Sink to TiDB Cloud

This document describes how to stream data from a TiDB Cloud Dedicated cluster to a TiDB Cloud Starter or TiDB Cloud Essential cluster.

Note

To use the Changefeed feature, make sure that your TiDB Cloud Dedicated cluster version is v6.1.3 or later.

Restrictions

For each TiDB Cloud cluster, you can create up to 100 changefeeds.
Because TiDB Cloud uses TiCDC to establish changefeeds, it has the same restrictions as TiCDC.
If the table to be replicated does not have a primary key or a non-null unique index, the absence of a unique constraint during replication could result in duplicated data being inserted downstream in some retry scenarios.
The Sink to TiDB Cloud feature is only available to TiDB Cloud Dedicated clusters that are in the following AWS regions and created after November 9, 2022:
- AWS Oregon (us-west-2)
- AWS Frankfurt (eu-central-1)
- AWS Singapore (ap-southeast-1)
- AWS Tokyo (ap-northeast-1)
The source TiDB Cloud Dedicated cluster and the destination TiDB Cloud Starter or TiDB Cloud Essential cluster must be in the same project and the same region.
The Sink to TiDB Cloud feature only supports network connection via private endpoints.
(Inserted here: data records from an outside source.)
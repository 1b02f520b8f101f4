//! Binform: declarative binary format descriptions.
//!
//! Compose a schema for a byte-oriented structure with a chainable builder,
//! then decode buffers into dynamic value trees and encode them back.
//! Supports bit-packed fields straddling byte boundaries, length- and
//! terminator-driven strings, buffers and arrays, discriminated unions,
//! nested and recursive schemas via a process-wide alias registry, and
//! absolute pointer redirection during decode.
//!
//! # Quick Start
//!
//! ```rust
//! use binform::{Opts, Schema, Value};
//!
//! let schema = Schema::start()
//!     .uint8("count")
//!     .array("items", Opts::new().length("count").of("uint16be"));
//!
//! let rec = schema.parse(&[0x02, 0x00, 0x01, 0x00, 0x02]).unwrap();
//! assert_eq!(rec.get("count"), Some(&Value::UInt(2)));
//! assert_eq!(
//!     rec.get("items"),
//!     Some(&Value::Array(vec![Value::UInt(1), Value::UInt(2)]))
//! );
//!
//! let bytes = schema.encode(&rec).unwrap();
//! assert_eq!(bytes, vec![0x02, 0x00, 0x01, 0x00, 0x02]);
//! ```

pub mod codec;
pub mod error;
pub mod kind;
pub mod options;
pub mod registry;
pub mod schema;
mod size;
pub mod value;

#[cfg(feature = "serde")]
mod serde;

pub use error::{BuildError, DecodeError, EncodeError, Result, SchemaError};
pub use kind::{Encoding, Endian, Numeric, Primitive};
pub use options::{Assert, Lazy, Opts, ReadUntil, Side, TypeRef};
pub use schema::Schema;
pub use value::{Record, Value};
When you create a changefeed to stream data from a TiDB Cloud Dedicated cluster to a TiDB Cloud Starter or TiDB Cloud Essential cluster, TiDB Cloud will automatically set up the private endpoint connection between the two clusters.

Prerequisites

The Sink to TiDB Cloud connector can only sink incremental data from a TiDB Cloud Dedicated cluster to a TiDB Cloud Starter or TiDB Cloud Essential cluster after a certain TSO.

Before creating a changefeed, you need to export existing data from the source TiDB Cloud Dedicated cluster and load the data to the destination TiDB Cloud Starter or TiDB Cloud Essential cluster.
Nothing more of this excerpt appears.